I was unexpectedly thrust into the CEO position at a deeply broken public company in an industry I knew little about. The day I parachuted in I called an emergency board meeting to get answers to a long list of questions and inconsistencies. My spider sense was definitely warranted as within 24 hours, all but one of the board members resigned. I was young, with no board guidance and zero continuity to rely upon … what could possibly go wrong?
After delving into the financials it became very apparent that the company was burning far more cash than generally understood, and given the internal turmoil and the general state of the capital markets – the only viable strategic move was to sell a division and reorganize. We quickly identified a division to sell and I picked up the phone to call the CEO of a Fortune 500 company to discuss a potential transaction. While we ultimately got to an excellent outcome for our shareholders, I got schooled by a master negotiator, 25 years my senior, and those lessons still endure.
Think before you act
Create demand pull prior to indicating the desire for a transaction. My first mistake was making the call directly to the CEO – it instantly revealed weakness. It is key to engage the influencers in an organization first, as they will champion a transaction and whisper in the negotiator’s ear. The best negotiating dynamic comes from a sense of balance between the two parties – even if you know that balance is more optics than reality.

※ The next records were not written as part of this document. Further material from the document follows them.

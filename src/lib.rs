pub mod aqqu;
pub mod backend;
pub mod data;
pub mod images;
pub mod mapping;
pub mod mentions;
pub mod qac;
#[cfg(feature = "web")]
pub mod web;

pub use data::{LoadError, WikiInfo, wikipedia_url};

use std::collections::HashMap;
use std::path::Path;
use tracing::info;

pub const INFO_MAPPING_FILE: &str = "qid_to_wikipedia_info.tsv";
pub const MID_MAPPING_FILE: &str = "mid_to_qid.tsv";

/// Read-only QID and MID lookup tables.
///
/// Built once before the server starts and never written afterwards, so it is
/// shared between request handlers behind a plain `Arc`.
#[derive(Debug, Default)]
pub struct EntityIndex {
    qid_info: HashMap<String, WikiInfo>,
    mid_to_qid: HashMap<String, String>,
}

impl EntityIndex {
    /// QID keys are stored lower-cased; MIDs are kept verbatim.
    pub fn new<I, M>(qid_info: I, mid_to_qid: M) -> Self
    where
        I: IntoIterator<Item = (String, WikiInfo)>,
        M: IntoIterator<Item = (String, String)>,
    {
        Self {
            qid_info: qid_info
                .into_iter()
                .map(|(qid, info)| (qid.to_lowercase(), info))
                .collect(),
            mid_to_qid: mid_to_qid.into_iter().collect(),
        }
    }

    /// Loads both mapping files from a data directory.
    pub fn load(data_dir: &Path) -> Result<Self, LoadError> {
        Self::from_files(
            &data_dir.join(INFO_MAPPING_FILE),
            &data_dir.join(MID_MAPPING_FILE),
        )
    }

    pub fn from_files(info_path: &Path, mid_path: &Path) -> Result<Self, LoadError> {
        info!(path = %info_path.display(), "Loading QID to Wikipedia info mapping");
        let info_rows = data::read_info_tsv(info_path)?;
        info!(path = %mid_path.display(), "Loading MID to QID mapping");
        let mid_rows = data::read_pairs_tsv(mid_path)?;
        let index = Self::new(info_rows, mid_rows);
        info!(
            entities = index.len(),
            mids = index.mid_count(),
            "Entity index ready"
        );
        Ok(index)
    }

    /// Returns the stored triple, or [`WikiInfo::EMPTY`] for unknown QIDs.
    pub fn info_by_qid(&self, qid: &str) -> &WikiInfo {
        let key = qid.trim().to_lowercase();
        self.qid_info.get(&key).unwrap_or(WikiInfo::empty())
    }

    pub fn qid_for_mid(&self, mid: &str) -> Option<&str> {
        self.mid_to_qid.get(mid.trim()).map(String::as_str)
    }

    /// Unknown MIDs resolve to the empty triple regardless of the QID table.
    pub fn info_by_mid(&self, mid: &str) -> &WikiInfo {
        match self.qid_for_mid(mid) {
            Some(qid) => self.info_by_qid(qid),
            None => WikiInfo::empty(),
        }
    }

    pub fn url_for_qid(&self, qid: &str) -> Option<String> {
        self.info_by_qid(qid).url()
    }

    pub fn len(&self) -> usize {
        self.qid_info.len()
    }

    pub fn is_empty(&self) -> bool {
        self.qid_info.is_empty()
    }

    pub fn mid_count(&self) -> usize {
        self.mid_to_qid.len()
    }
}
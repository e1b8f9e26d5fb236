#[cfg(feature = "cli")]
mod cli;

#[cfg(feature = "cli")]
fn main() {
    if let Err(err) = cli::run() {
        eprintln!("error: {err}");
        std::process::exit(1);
    }
}

#[cfg(not(feature = "cli"))]
fn main() {
    eprintln!("aqqu-frontend was built without its command line; rebuild with `--features cli`.");
    std::process::exit(2);
}
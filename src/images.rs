//! Batch lookup of Wikipedia page thumbnails for every titled QID.

use crate::data::{self, LoadError};
use indexmap::IndexMap;
use rand::Rng;
use serde::Deserialize;
use std::collections::HashMap;
use std::fs::File;
use std::io::{self, BufWriter, Write};
use std::path::{Path, PathBuf};
use std::time::{Duration, Instant};
use thiserror::Error;
use tracing::{debug, info, warn};

pub const WIKIPEDIA_API: &str = "https://en.wikipedia.org/w/api.php";
pub const DEFAULT_BATCH_SIZE: usize = 20;
pub const DEFAULT_THUMB_SIZE: u32 = 500;
const PROGRESS_EVERY: usize = 1000;

#[derive(Debug, Error)]
pub enum FetchError {
    #[error(transparent)]
    Load(#[from] LoadError),
    #[error("failed to write {}: {source}", path.display())]
    Write {
        path: PathBuf,
        #[source]
        source: io::Error,
    },
    #[error("failed to build HTTP client: {0}")]
    Client(#[source] reqwest::Error),
    #[error("Wikipedia API still failing after {attempts} attempts: {source}")]
    Exhausted {
        attempts: u32,
        #[source]
        source: reqwest::Error,
    },
}

/// Capped exponential backoff with a bounded number of attempts.
#[derive(Debug, Clone, PartialEq, Eq)]
pub struct RetryPolicy {
    pub max_attempts: u32,
    pub base_delay: Duration,
    pub max_delay: Duration,
    /// Retries are logged at `warn` on the first one and every `warn_every`
    /// after that, at `debug` otherwise.
    pub warn_every: u32,
}

impl Default for RetryPolicy {
    fn default() -> Self {
        Self {
            max_attempts: 8,
            base_delay: Duration::from_secs(2),
            max_delay: Duration::from_secs(60),
            warn_every: 100,
        }
    }
}

impl RetryPolicy {
    /// Delay before retrying after failed attempt number `attempt` (1-based).
    pub fn delay(&self, attempt: u32) -> Duration {
        let exponent = attempt.saturating_sub(1).min(31);
        self.base_delay
            .saturating_mul(1u32 << exponent)
            .min(self.max_delay)
    }

    fn jittered(&self, attempt: u32) -> Duration {
        let delay = self.delay(attempt);
        let jitter_ms = (delay.as_millis() / 10) as u64;
        if jitter_ms == 0 {
            return delay;
        }
        delay + Duration::from_millis(rand::thread_rng().gen_range(0..=jitter_ms))
    }

    fn should_warn(&self, attempt: u32) -> bool {
        self.warn_every <= 1 || attempt % self.warn_every == 1
    }
}
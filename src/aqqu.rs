//! Reply model of the Aqqu answer-ranking API and the display strings built
//! from it.

use crate::EntityIndex;
use serde::{Deserialize, Serialize};
use std::collections::HashMap;

#[derive(Debug, Clone, Deserialize)]
pub struct AqquResponse {
    pub candidates: Vec<Candidate>,
    #[serde(default)]
    pub parsed_query: ParsedQuery,
}

#[derive(Debug, Clone, Default, Deserialize)]
pub struct Candidate {
    #[serde(default)]
    pub entity_matches: Vec<EntityMatch>,
    #[serde(default)]
    pub relation_matches: Vec<RelationMatch>,
    #[serde(default)]
    pub answers: Vec<AnswerEntity>,
}

#[derive(Debug, Clone, Deserialize)]
pub struct EntityMatch {
    pub mid: String,
}

#[derive(Debug, Clone, Deserialize)]
pub struct RelationMatch {
    #[serde(default)]
    pub relations: Vec<String>,
}

#[derive(Debug, Clone, Deserialize)]
pub struct AnswerEntity {
    #[serde(default)]
    pub name: String,
    #[serde(default)]
    pub mid: Option<String>,
}

#[derive(Debug, Clone, Default, Deserialize)]
pub struct ParsedQuery {
    #[serde(default)]
    pub identified_entities: Vec<IdentifiedEntity>,
}

#[derive(Debug, Clone, Deserialize)]
pub struct IdentifiedEntity {
    pub entity: EntityRef,
}

#[derive(Debug, Clone, Deserialize)]
pub struct EntityRef {
    pub mid: String,
    #[serde(default)]
    pub name: String,
}

/// One answer entity as sent to the browser.
#[derive(Debug, Clone, PartialEq, Eq, Serialize, Deserialize)]
pub struct AnswerPayload {
    pub name: String,
    pub url: String,
    pub image: String,
    #[serde(rename = "abstract")]
    pub abstract_text: String,
    pub mid: String,
}

/// Names of the entities Aqqu identified in the question, keyed by MID.
pub fn mid_to_name(response: &AqquResponse) -> HashMap<String, String> {
    response
        .parsed_query
        .identified_entities
        .iter()
        .map(|ident| (ident.entity.mid.clone(), ident.entity.name.clone()))
        .collect()
}

/// `film.film_character.portrayed_in_films` becomes `portrayed in films`.
pub fn relation_label(relation: &str) -> String {
    let short = match relation.rfind('.') {
        Some(pos) => &relation[pos + 1..],
        None => relation,
    };
    short.replace('_', " ")
}

pub fn interpretation_string(
    candidate: &Candidate,
    mid_to_name: &HashMap<String, String>,
) -> String {
    let entities = candidate
        .entity_matches
        .iter()
        .map(|m| {
            mid_to_name
                .get(&m.mid)
                .map(String::as_str)
                .unwrap_or(m.mid.as_str())
        })
        .collect::<Vec<_>>()
        .join(" - ");
    let relations = candidate
        .relation_matches
        .iter()
        .map(|group| {
            group
                .relations
                .iter()
                .map(|rel| relation_label(rel))
                .collect::<Vec<_>>()
                .join(" -> ")
        })
        .collect::<Vec<_>>()
        .join(" - ");
    format!("{entities}, {relations}:")
}

pub fn interpretation_strings(response: &AqquResponse) -> Vec<String> {
    let names = mid_to_name(response);
    response
        .candidates
        .iter()
        .map(|candidate| interpretation_string(candidate, &names))
        .collect()
}

pub fn answer_payload(answer: &AnswerEntity, index: &EntityIndex) -> AnswerPayload {
    let mid = answer.mid.clone().unwrap_or_default();
    let info = if mid.is_empty() {
        crate::WikiInfo::empty()
    } else {
        index.info_by_mid(&mid)
    };
    AnswerPayload {
        name: answer.name.clone(),
        url: info.url().unwrap_or_default(),
        image: info.image.clone(),
        abstract_text: info.abstract_text.clone(),
        mid,
    }
}

/// Answer entities of every candidate, enriched with Wikipedia metadata.
pub fn answer_lists(response: &AqquResponse, index: &EntityIndex) -> Vec<Vec<AnswerPayload>> {
    response
        .candidates
        .iter()
        .map(|candidate| {
            candidate
                .answers
                .iter()
                .map(|answer| answer_payload(answer, index))
                .collect()
        })
        .collect()
}
use std::error::Error;
use std::net::{IpAddr, SocketAddr};
use std::path::PathBuf;
use std::time::Duration;

use aqqu_frontend::backend::BackendEndpoint;
use aqqu_frontend::images::{self, FetchOptions, RetryPolicy};
use aqqu_frontend::mapping::{self, MappingSources};
use aqqu_frontend::web::{self, WebConfig};
use aqqu_frontend::{EntityIndex, WikiInfo};
use atty::Stream;
use clap::{Args, Parser, Subcommand};
use serde_json::json;
use termimad::{FmtText, MadSkin, terminal_size};
use tracing::info;
use tracing_subscriber::EnvFilter;

#[derive(Parser, Debug)]
#[command(
    name = "aqqu-frontend",
    about = "Serve and maintain the Aqqu question answering front-end",
    version
)]
pub struct Cli {
    /// Emit JSON instead of human-readable tables.
    #[arg(long, global = true)]
    json: bool,

    #[command(subcommand)]
    command: Command,
}

#[derive(Subcommand, Debug)]
enum Command {
    /// Run the web front-end.
    Serve(ServeArgs),
    /// Show the Wikipedia information stored for QIDs or Freebase MIDs.
    Lookup {
        /// One or more QIDs (or MIDs with `--mid`).
        #[arg(required = true)]
        ids: Vec<String>,
        /// Interpret the IDs as Freebase MIDs.
        #[arg(long)]
        mid: bool,
        #[arg(long, env = "AQQU_DATA_DIR", default_value = "data")]
        data_dir: PathBuf,
    },
    /// Build the QID to Wikipedia title/image/abstract mapping.
    BuildMapping(BuildMappingArgs),
    /// Query the Wikipedia API for a thumbnail of every mapped article.
    FetchImages(FetchImagesArgs),
}

#[derive(Args, Debug)]
struct ServeArgs {
    /// Port to listen on.
    port: u16,
    /// Address to bind.
    #[arg(long, default_value = "::")]
    host: IpAddr,
    /// Directory holding the TSV mapping files.
    #[arg(long, env = "AQQU_DATA_DIR", default_value = "data")]
    data_dir: PathBuf,
    /// Directory with the browser assets served under `/static`.
    #[arg(long, env = "AQQU_STATIC_DIR", default_value = "static")]
    static_dir: PathBuf,
    #[arg(long, env = "AQQU_HOST", default_value = "titan.informatik.privat")]
    aqqu_host: String,
    #[arg(long, env = "AQQU_PORT", default_value_t = 8300)]
    aqqu_port: u16,
    #[arg(long, env = "QAC_HOST", default_value = "nkaba.informatik.privat")]
    qac_host: String,
    #[arg(long, env = "QAC_PORT", default_value_t = 8181)]
    qac_port: u16,
    /// Give up on a backend call after this many seconds.
    #[arg(long)]
    backend_timeout_secs: Option<u64>,
}

#[derive(Args, Debug)]
struct BuildMappingArgs {
    /// File to which to write the resulting mapping.
    #[arg(short, long = "output-file", default_value = "data/qid_to_wikipedia_info.tsv")]
    output: PathBuf,
    /// File that contains the qid-to-title mapping.
    #[arg(short, long = "title-file", default_value = "data/qid_to_title.tsv")]
    titles: PathBuf,
    /// File that contains the qid-to-image mapping.
    #[arg(short, long = "image-file", default_value = "data/qid_to_image.tsv")]
    images: PathBuf,
    /// File that contains the qid-to-abstract mapping.
    #[arg(short, long = "abstract-file", default_value = "data/qid_to_abstract.tsv")]
    abstracts: PathBuf,
    /// Wikipedia image mapping to combine with the Wikidata image file.
    #[arg(short, long)]
    combine: Option<PathBuf>,
}

#[derive(Args, Debug)]
struct FetchImagesArgs {
    /// File to which to write the qid-to-thumbnail mapping.
    output: PathBuf,
    /// Mapping whose titles are looked up.
    #[arg(short, long, default_value = "data/qid_to_wikipedia_info.tsv")]
    input: PathBuf,
    #[arg(long, default_value_t = images::DEFAULT_BATCH_SIZE)]
    batch_size: usize,
    #[arg(long, default_value_t = images::DEFAULT_THUMB_SIZE)]
    thumb_size: u32,
    /// Attempts per batch before its titles are recorded as errors.
    #[arg(long, default_value_t = RetryPolicy::default().max_attempts)]
    max_attempts: u32,
}

pub fn run() -> Result<(), Box<dyn Error>> {
    let cli = Cli::parse();
    init_tracing();
    match cli.command {
        Command::Serve(args) => handle_serve(args),
        Command::Lookup { ids, mid, data_dir } => handle_lookup(ids, mid, data_dir, cli.json),
        Command::BuildMapping(args) => handle_build_mapping(args, cli.json),
        Command::FetchImages(args) => handle_fetch_images(args, cli.json),
    }
}

fn init_tracing() {
    let filter = EnvFilter::try_from_default_env().unwrap_or_else(|_| EnvFilter::new("info"));
    let _ = tracing_subscriber::fmt()
        .with_env_filter(filter)
        .with_writer(std::io::stderr)
        .try_init();
}

fn runtime() -> Result<tokio::runtime::Runtime, Box<dyn Error>> {
    Ok(tokio::runtime::Builder::new_multi_thread()
        .enable_all()
        .build()?)
}

fn handle_serve(args: ServeArgs) -> Result<(), Box<dyn Error>> {
    let config = WebConfig {
        addr: SocketAddr::new(args.host, args.port),
        data_dir: args.data_dir,
        static_dir: args.static_dir,
        aqqu: BackendEndpoint::new(args.aqqu_host, args.aqqu_port),
        qac: BackendEndpoint::new(args.qac_host, args.qac_port),
        backend_timeout: args.backend_timeout_secs.map(Duration::from_secs),
    };
    runtime()?.block_on(web::serve(config))?;
    Ok(())
}

fn handle_lookup(
    ids: Vec<String>,
    by_mid: bool,
    data_dir: PathBuf,
    as_json: bool,
) -> Result<(), Box<dyn Error>> {
    let index = EntityIndex::load(&data_dir)?;
    let rows: Vec<(String, Option<String>, &WikiInfo)> = ids
        .into_iter()
        .map(|id| {
            if by_mid {
                let qid = index.qid_for_mid(&id).map(str::to_string);
                let info = index.info_by_mid(&id);
                (id, qid, info)
            } else {
                let info = index.info_by_qid(&id);
                (id.clone(), Some(id), info)
            }
        })
        .collect();

    if as_json {
        let payload: Vec<_> = rows
            .iter()
            .map(|(id, qid, info)| {
                json!({
                    "id": id,
                    "qid": qid,
                    "title": info.title,
                    "url": info.url(),
                    "image": info.image,
                    "abstract": info.abstract_text,
                })
            })
            .collect();
        println!("{}", serde_json::to_string_pretty(&payload)?);
    } else {
        for (id, qid, info) in &rows {
            print_info(id, qid.as_deref(), info);
        }
    }
    Ok(())
}

fn handle_build_mapping(args: BuildMappingArgs, as_json: bool) -> Result<(), Box<dyn Error>> {
    let sources = MappingSources {
        titles: args.titles,
        images: args.images,
        abstracts: args.abstracts,
        image_overrides: args.combine,
    };
    let stats = mapping::build_info_mapping(&sources, &args.output)?;
    if as_json {
        let payload = json!({
            "output": args.output.display().to_string(),
            "titles": stats.titles,
            "images": stats.images,
            "abstracts": stats.abstracts,
            "written": stats.written,
            "skipped_lines": stats.skipped_lines,
        });
        println!("{}", serde_json::to_string_pretty(&payload)?);
    } else {
        print_counts(&[
            ("TITLES", stats.titles),
            ("IMAGES", stats.images),
            ("ABSTRACTS", stats.abstracts),
            ("WRITTEN", stats.written),
            ("SKIPPED_LINES", stats.skipped_lines),
        ]);
    }
    Ok(())
}

fn handle_fetch_images(args: FetchImagesArgs, as_json: bool) -> Result<(), Box<dyn Error>> {
    if args.batch_size == 0 {
        return Err("Batch size must be at least 1".into());
    }
    let titles = images::read_title_list(&args.input)?;
    info!(path = %args.input.display(), titles = titles.len(), "Read article titles");
    let options = FetchOptions {
        batch_size: args.batch_size,
        thumb_size: args.thumb_size,
        retry: RetryPolicy {
            max_attempts: args.max_attempts.max(1),
            ..RetryPolicy::default()
        },
        ..FetchOptions::default()
    };
    let stats = runtime()?.block_on(images::fetch_image_mapping(titles, &args.output, &options))?;
    if as_json {
        let payload = json!({
            "output": args.output.display().to_string(),
            "errors_file": images::error_file_path(&args.output).display().to_string(),
            "qids": stats.qids,
            "urls": stats.urls,
            "errors": stats.errors,
            "batches": stats.batches,
        });
        println!("{}", serde_json::to_string_pretty(&payload)?);
    } else {
        print_counts(&[
            ("QIDS", stats.qids),
            ("URLS", stats.urls),
            ("ERRORS", stats.errors),
            ("BATCHES", stats.batches),
        ]);
    }
    Ok(())
}

fn print_counts(rows: &[(&str, usize)]) {
    let width = rows
        .iter()
        .map(|(label, _)| label.len())
        .max()
        .unwrap_or(5)
        .max("FIELD".len());
    println!("{:<width$}  {}", "FIELD", "COUNT", width = width);
    println!("{:-<width$}  {}", "", "-----", width = width);
    for (label, count) in rows {
        println!("{:<width$}  {}", label, count, width = width);
    }
}

fn print_info(id: &str, qid: Option<&str>, info: &WikiInfo) {
    match qid {
        Some(qid) if qid != id => println!("{id} ({qid})"),
        Some(_) => println!("{id}"),
        None => {
            println!("{id}: <no QID mapped>");
            return;
        }
    }
    if info.is_empty() {
        println!("  <missing>");
        return;
    }
    println!("  Title: {}", display_or_missing(&info.title));
    println!("  URL:   {}", info.url().unwrap_or_else(|| "<missing>".to_string()));
    println!("  Image: {}", display_or_missing(&info.image));
    render_markdown_block("Abstract", &info.abstract_text);
    println!();
}

fn display_or_missing(value: &str) -> &str {
    if value.is_empty() { "<missing>" } else { value }
}

fn stdout_is_tty() -> bool {
    atty::is(Stream::Stdout)
}

fn markdown_width() -> usize {
    let (width, _) = terminal_size();
    width.max(60) as usize
}

fn render_markdown_block(title: &str, body: &str) {
    let trimmed = body.trim();
    if trimmed.is_empty() {
        return;
    }
    println!("  {title}:");
    if stdout_is_tty() {
        let skin = MadSkin::default();
        let formatted = FmtText::from(&skin, trimmed, Some(markdown_width()));
        println!("{formatted}");
    } else {
        println!("  {trimmed}");
    }
}
use std::time::Duration;

use async_trait::async_trait;
use tokio::sync::mpsc;
use tokio::time::{interval_at, Instant, Interval, MissedTickBehavior};

/// Source of ticks for a periodic loop.
///
/// `tick` resolves when the next round should run and returns `false` once
/// the schedule is exhausted, which ends the loop driving it.
#[async_trait]
pub trait Schedule: Send {
    async fn tick(&mut self) -> bool;
}

/// Fixed-period wall clock schedule. The first tick fires one full period
/// after creation; late ticks are delayed rather than bursted.
pub struct IntervalSchedule {
    interval: Interval,
}

impl IntervalSchedule {
    pub fn new(period: Duration) -> Self {
        let mut interval = interval_at(Instant::now() + period, period);
        interval.set_missed_tick_behavior(MissedTickBehavior::Delay);
        Self { interval }
    }
}

#[async_trait]
impl Schedule for IntervalSchedule {
    async fn tick(&mut self) -> bool {
        self.interval.tick().await;
        true
    }
}

/// Schedule driven by hand through a channel, for deterministic tests
pub struct ManualSchedule {
    ticks: mpsc::UnboundedReceiver<()>,
}

/// Handle used to fire ticks on a [`ManualSchedule`]; dropping it ends the schedule
#[derive(Clone)]
pub struct ManualTrigger {
    ticks: mpsc::UnboundedSender<()>,
}

impl ManualSchedule {
    pub fn channel() -> (ManualTrigger, Self) {
        let (tx, rx) = mpsc::unbounded_channel();
        (ManualTrigger { ticks: tx }, Self { ticks: rx })
    }
}

impl ManualTrigger {
    pub fn fire(&self) {
        let _ = self.ticks.send(());
    }
}

#[async_trait]
impl Schedule for ManualSchedule {
    async fn tick(&mut self) -> bool {
        self.ticks.recv().await.is_some()
    }
}

#[cfg(test)]
mod tests {
    use super::*;

    #[tokio::test]
    async fn test_manual_schedule_ends_when_trigger_dropped() {
        let (trigger, mut schedule) = ManualSchedule::channel();
        trigger.fire();
        trigger.fire();
        drop(trigger);

        assert!(schedule.tick().await);
        assert!(schedule.tick().await);
        assert!(!schedule.tick().await);
    }

    #[tokio::test]
    async fn test_interval_schedule_waits_one_period() {
        let period = Duration::from_millis(20);
        let mut schedule = IntervalSchedule::new(period);

        let started = std::time::Instant::now();
        assert!(schedule.tick().await);
        assert!(started.elapsed() >= Duration::from_millis(15));
    }
}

Socrates was right: know thyself. Analyze your own strengths and weaknesses, from personality traits and relationship dynamics to your communication style. Success requires a genuine understanding of your goals. What are your musts vs. nice-to-haves? As things heat up (and they will), it is a trap to hyper-focus on one aspect of the negotiation. Momentum matters, so always keep moving — even if you need to skip a point and return.
Focus on the relationship
I have had the displeasure to sit across the table from bullies, liars, and manipulators. The outcome is always the same – me leaving. Your personal integrity and the relationships you create can overcome nearly any stumbling block. Get to know those you are working with on a personal level and connect emotionally. It makes the process far more enjoyable and expands your network of trusted business relationships.
Listen more than you talk
The best negotiators in my life had an innate talent of reading what was most important to the other side. Tactically, if you appreciate things from their perspective, you can decide whether to trade on big points early, or hold what you have identified as their hidden deal point. By holding, this hidden point becomes a lever to extract more at the end. I once negotiated a deal where I knew what the other side wanted but kept pushing it to the end of the meeting, watching their frustration rise. That frustration became a weapon allowing us to trade on a point we knew they did not like by easing their tension and giving in on something important to them.
Trust your gut
Conventional wisdom dictates that the best negotiations start with the bigger concepts and moves to the details. In some constructs this can be fine, but it often means the lawyers come in and negotiate the small stuff after the main business terms have been ironed out. Often times however, those “small” things can be meaningful. Trust your gut on all processes, including whether it works best to integrate both large concepts and small details as you negotiate.